[Exercise directions]: The lines to copy are those in the listing that hold the word "QueueHandle".

>>>>>

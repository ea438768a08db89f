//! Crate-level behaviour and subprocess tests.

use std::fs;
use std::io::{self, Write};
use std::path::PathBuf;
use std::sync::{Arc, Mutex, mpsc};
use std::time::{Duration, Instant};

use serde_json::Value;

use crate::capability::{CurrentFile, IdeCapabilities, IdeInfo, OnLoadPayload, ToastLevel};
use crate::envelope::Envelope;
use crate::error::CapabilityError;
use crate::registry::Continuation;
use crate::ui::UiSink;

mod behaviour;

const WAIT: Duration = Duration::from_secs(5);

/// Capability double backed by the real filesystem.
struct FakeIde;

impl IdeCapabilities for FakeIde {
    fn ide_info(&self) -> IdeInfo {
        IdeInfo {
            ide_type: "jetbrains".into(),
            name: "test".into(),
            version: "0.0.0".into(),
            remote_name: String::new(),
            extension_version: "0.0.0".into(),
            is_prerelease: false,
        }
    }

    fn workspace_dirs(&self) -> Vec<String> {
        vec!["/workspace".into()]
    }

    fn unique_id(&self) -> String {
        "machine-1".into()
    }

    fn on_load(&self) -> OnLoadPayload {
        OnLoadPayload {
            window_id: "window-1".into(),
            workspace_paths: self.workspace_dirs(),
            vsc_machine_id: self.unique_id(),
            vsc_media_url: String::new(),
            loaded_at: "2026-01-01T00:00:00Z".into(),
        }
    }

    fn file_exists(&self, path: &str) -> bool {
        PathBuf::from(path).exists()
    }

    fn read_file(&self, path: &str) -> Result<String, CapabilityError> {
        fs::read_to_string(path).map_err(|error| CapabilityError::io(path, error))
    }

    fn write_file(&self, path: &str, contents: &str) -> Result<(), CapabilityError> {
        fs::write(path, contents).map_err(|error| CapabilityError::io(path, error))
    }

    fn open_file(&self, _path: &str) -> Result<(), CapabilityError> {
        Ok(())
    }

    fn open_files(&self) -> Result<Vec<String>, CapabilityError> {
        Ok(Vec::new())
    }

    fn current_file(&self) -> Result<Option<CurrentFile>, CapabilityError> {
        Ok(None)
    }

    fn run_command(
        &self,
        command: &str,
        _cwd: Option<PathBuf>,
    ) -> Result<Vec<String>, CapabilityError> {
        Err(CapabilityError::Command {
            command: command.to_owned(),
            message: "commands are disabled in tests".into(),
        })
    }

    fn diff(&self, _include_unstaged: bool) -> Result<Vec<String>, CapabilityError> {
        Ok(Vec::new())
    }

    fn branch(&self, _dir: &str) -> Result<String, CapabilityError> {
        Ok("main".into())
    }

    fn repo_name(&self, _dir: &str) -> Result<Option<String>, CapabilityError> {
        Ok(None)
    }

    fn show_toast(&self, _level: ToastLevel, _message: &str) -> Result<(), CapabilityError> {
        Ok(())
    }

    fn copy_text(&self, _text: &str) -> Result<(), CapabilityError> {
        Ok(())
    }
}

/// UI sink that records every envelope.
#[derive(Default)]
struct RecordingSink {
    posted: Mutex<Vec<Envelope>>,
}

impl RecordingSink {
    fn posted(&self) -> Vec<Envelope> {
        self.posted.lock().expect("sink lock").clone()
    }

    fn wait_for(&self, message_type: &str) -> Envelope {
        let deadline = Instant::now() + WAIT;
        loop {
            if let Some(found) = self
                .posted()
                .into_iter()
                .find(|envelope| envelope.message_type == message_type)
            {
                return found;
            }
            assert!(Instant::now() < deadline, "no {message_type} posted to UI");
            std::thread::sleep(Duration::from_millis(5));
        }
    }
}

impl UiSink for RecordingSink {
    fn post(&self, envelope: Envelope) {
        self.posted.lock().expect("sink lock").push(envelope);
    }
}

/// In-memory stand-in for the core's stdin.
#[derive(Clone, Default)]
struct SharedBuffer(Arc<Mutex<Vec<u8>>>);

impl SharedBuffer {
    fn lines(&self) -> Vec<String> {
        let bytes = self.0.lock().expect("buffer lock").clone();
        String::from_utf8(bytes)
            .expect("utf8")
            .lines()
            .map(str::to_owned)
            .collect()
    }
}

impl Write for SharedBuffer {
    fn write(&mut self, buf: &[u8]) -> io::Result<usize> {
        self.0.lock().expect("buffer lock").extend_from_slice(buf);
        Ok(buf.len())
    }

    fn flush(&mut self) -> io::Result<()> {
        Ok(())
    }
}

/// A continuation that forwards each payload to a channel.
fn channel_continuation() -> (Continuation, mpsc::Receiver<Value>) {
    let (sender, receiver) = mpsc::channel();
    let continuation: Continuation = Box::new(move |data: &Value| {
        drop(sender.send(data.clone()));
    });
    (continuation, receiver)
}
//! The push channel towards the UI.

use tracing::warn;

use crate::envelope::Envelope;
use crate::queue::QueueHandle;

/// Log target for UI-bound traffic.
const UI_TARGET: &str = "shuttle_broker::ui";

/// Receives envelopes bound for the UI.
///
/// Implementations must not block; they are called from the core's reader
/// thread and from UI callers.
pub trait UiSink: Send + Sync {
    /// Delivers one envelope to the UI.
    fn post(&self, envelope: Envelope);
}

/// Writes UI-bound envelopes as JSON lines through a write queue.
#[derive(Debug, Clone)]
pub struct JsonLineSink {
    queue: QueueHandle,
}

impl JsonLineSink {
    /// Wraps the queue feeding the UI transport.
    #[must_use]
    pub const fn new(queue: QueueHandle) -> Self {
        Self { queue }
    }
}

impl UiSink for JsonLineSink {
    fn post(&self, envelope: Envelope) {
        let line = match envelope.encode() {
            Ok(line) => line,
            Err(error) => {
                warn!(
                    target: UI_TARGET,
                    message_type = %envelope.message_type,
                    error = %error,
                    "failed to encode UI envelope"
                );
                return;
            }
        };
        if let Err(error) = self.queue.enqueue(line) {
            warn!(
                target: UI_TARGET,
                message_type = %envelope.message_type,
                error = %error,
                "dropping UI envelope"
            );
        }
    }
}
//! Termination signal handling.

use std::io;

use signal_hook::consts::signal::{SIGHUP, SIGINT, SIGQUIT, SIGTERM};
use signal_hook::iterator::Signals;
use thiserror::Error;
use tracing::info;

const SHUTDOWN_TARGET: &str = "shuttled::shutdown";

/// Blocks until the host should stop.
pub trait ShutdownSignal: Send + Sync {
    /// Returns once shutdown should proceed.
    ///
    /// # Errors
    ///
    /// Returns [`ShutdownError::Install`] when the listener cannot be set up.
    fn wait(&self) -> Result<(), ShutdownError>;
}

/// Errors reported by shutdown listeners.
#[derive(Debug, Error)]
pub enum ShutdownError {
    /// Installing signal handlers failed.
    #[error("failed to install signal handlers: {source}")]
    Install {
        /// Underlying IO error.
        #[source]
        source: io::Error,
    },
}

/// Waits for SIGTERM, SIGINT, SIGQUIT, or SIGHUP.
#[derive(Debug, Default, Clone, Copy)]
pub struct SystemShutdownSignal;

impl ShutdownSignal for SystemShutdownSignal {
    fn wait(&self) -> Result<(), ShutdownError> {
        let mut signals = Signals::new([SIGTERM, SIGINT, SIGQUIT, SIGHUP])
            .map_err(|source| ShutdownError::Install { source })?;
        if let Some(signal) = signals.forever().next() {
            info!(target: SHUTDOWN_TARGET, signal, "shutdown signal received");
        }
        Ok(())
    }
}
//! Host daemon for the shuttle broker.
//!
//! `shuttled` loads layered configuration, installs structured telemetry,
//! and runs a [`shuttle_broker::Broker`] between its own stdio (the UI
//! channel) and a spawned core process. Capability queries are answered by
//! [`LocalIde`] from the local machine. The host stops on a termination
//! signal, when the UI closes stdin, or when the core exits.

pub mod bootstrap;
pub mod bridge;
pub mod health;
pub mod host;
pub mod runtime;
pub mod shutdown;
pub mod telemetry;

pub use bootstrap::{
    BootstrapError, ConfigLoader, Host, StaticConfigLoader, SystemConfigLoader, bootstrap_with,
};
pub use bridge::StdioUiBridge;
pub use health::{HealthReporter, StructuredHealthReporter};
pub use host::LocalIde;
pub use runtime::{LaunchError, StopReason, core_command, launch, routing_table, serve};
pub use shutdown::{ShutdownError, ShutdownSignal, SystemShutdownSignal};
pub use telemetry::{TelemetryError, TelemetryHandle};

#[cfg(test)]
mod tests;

<<<<<
>>>>>

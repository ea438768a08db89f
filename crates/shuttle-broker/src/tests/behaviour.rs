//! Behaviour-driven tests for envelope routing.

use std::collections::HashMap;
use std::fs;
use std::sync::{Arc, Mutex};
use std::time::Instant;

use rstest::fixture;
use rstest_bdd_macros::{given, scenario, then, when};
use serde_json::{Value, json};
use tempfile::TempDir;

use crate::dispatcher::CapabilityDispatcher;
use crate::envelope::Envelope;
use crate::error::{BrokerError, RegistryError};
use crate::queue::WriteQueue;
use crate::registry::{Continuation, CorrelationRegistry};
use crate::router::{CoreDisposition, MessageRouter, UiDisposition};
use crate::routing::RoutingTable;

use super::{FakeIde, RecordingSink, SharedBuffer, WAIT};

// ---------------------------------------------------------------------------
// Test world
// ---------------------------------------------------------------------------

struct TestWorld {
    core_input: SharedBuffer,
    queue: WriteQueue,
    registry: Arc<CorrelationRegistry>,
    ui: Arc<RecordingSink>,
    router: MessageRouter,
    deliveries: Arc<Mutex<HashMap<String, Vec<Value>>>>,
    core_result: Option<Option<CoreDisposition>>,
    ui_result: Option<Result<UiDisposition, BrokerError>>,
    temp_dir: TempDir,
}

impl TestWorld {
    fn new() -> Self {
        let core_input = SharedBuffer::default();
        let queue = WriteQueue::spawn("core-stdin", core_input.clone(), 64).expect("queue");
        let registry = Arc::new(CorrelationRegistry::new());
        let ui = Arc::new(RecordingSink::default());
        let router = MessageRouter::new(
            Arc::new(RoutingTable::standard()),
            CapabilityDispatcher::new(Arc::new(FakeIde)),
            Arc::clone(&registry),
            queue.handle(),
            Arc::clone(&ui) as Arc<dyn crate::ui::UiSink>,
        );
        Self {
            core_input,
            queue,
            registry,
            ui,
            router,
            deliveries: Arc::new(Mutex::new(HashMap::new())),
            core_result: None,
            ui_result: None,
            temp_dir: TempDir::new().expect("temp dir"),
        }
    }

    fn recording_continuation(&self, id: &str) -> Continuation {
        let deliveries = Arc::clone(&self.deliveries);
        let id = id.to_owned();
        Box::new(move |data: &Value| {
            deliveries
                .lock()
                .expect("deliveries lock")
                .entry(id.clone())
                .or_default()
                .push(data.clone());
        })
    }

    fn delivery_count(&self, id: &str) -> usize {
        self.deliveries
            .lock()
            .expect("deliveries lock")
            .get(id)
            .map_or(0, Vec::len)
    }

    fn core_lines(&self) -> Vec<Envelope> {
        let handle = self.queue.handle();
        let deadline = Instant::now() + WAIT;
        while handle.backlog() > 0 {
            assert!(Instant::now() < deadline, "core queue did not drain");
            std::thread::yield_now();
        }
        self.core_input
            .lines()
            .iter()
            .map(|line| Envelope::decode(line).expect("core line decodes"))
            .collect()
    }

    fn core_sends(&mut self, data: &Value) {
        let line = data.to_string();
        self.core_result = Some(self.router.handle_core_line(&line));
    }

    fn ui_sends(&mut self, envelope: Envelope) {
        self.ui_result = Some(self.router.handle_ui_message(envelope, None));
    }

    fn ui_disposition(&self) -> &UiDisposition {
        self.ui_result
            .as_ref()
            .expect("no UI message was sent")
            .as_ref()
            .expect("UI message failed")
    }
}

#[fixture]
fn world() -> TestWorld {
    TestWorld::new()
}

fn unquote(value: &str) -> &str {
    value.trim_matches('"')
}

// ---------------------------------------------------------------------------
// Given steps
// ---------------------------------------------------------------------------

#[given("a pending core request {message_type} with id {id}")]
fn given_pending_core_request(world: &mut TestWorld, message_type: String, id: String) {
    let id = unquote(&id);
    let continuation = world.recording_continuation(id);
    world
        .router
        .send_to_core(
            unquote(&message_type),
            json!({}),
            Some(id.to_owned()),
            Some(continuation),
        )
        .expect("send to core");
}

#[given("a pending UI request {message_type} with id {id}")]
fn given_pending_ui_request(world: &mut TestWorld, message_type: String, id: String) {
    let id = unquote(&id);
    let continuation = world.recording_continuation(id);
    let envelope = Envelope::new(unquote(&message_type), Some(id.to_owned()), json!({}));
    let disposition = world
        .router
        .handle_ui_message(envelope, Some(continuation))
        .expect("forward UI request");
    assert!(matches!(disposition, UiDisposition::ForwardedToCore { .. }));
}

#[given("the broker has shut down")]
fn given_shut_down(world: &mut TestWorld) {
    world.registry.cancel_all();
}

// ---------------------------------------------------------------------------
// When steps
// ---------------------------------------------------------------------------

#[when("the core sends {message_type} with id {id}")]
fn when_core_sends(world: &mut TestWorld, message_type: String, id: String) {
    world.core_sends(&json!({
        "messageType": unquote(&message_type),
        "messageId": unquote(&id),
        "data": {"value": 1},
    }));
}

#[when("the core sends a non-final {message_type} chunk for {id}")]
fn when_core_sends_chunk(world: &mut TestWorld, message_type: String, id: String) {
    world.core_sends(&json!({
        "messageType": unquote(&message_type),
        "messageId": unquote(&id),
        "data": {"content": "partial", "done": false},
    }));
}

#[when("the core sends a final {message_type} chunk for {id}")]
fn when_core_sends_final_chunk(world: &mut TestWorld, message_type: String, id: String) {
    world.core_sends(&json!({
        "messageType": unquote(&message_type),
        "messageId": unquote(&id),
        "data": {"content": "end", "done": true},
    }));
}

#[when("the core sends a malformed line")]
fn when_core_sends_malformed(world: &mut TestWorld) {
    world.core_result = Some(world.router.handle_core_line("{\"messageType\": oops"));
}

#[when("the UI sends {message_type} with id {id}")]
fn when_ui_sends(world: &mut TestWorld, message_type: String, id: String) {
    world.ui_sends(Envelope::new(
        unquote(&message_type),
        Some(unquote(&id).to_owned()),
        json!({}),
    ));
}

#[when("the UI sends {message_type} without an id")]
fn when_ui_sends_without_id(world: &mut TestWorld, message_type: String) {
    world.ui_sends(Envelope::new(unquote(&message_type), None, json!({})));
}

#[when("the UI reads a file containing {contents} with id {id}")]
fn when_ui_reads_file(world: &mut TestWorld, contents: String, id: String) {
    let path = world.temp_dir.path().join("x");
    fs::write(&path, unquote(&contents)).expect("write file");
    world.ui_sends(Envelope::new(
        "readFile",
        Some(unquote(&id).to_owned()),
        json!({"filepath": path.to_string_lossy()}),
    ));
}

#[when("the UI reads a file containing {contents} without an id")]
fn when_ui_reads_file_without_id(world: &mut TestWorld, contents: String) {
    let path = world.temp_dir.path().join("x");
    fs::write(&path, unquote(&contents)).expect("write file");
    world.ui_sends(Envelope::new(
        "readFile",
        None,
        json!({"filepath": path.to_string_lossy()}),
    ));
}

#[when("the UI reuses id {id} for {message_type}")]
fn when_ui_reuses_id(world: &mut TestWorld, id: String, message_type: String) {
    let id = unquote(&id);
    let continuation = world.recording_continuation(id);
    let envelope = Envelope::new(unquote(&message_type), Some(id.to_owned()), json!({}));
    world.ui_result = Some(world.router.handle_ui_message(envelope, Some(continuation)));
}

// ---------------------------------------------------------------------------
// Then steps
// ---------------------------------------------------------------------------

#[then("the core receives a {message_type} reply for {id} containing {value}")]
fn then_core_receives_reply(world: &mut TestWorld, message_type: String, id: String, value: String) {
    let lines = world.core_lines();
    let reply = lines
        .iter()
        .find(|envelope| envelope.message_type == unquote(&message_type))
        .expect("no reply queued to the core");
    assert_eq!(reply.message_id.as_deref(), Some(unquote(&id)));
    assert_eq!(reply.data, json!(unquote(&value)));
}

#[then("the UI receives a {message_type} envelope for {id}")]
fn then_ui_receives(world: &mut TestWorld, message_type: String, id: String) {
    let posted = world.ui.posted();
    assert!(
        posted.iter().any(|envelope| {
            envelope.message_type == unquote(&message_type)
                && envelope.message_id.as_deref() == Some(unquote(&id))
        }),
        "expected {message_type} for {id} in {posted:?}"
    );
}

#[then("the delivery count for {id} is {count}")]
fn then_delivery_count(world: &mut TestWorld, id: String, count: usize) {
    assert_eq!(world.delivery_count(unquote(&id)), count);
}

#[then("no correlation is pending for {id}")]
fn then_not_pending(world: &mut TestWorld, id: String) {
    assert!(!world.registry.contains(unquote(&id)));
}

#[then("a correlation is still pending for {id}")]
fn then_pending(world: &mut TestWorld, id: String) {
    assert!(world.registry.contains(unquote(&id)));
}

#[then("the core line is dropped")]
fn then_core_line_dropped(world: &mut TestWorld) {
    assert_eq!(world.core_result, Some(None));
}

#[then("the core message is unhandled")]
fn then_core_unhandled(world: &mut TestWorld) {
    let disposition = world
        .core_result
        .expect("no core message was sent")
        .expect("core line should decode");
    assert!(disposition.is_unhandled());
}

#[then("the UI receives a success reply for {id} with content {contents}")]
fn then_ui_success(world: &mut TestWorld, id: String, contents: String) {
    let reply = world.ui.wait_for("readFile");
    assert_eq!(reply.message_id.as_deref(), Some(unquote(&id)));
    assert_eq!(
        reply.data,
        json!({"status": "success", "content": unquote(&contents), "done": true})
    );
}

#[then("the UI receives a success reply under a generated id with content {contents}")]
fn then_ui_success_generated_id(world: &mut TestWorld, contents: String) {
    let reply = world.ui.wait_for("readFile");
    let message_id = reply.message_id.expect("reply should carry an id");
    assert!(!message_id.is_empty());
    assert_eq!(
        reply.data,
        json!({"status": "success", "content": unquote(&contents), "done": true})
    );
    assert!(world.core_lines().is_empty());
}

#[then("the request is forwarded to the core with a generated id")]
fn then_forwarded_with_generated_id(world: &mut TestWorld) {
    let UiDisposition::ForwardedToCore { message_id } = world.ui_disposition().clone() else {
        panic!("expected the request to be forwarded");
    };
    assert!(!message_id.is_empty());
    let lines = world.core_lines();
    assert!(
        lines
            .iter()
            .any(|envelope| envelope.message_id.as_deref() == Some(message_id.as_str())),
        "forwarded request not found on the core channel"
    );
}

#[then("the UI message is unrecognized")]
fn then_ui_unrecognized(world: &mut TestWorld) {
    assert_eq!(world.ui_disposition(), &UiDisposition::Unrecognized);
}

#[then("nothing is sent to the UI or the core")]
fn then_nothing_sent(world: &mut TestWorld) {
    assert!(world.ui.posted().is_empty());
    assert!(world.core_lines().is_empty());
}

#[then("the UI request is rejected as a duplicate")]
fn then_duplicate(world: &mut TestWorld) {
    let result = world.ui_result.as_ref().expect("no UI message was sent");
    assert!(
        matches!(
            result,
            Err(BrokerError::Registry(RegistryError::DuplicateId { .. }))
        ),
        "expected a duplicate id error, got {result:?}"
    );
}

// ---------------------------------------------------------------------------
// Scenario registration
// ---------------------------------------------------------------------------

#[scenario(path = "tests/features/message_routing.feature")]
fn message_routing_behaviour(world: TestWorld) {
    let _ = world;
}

<<<<<

[Exercise result]:
use crate::queue::QueueHandle;
    queue: QueueHandle,
    pub const fn new(queue: QueueHandle) -> Self {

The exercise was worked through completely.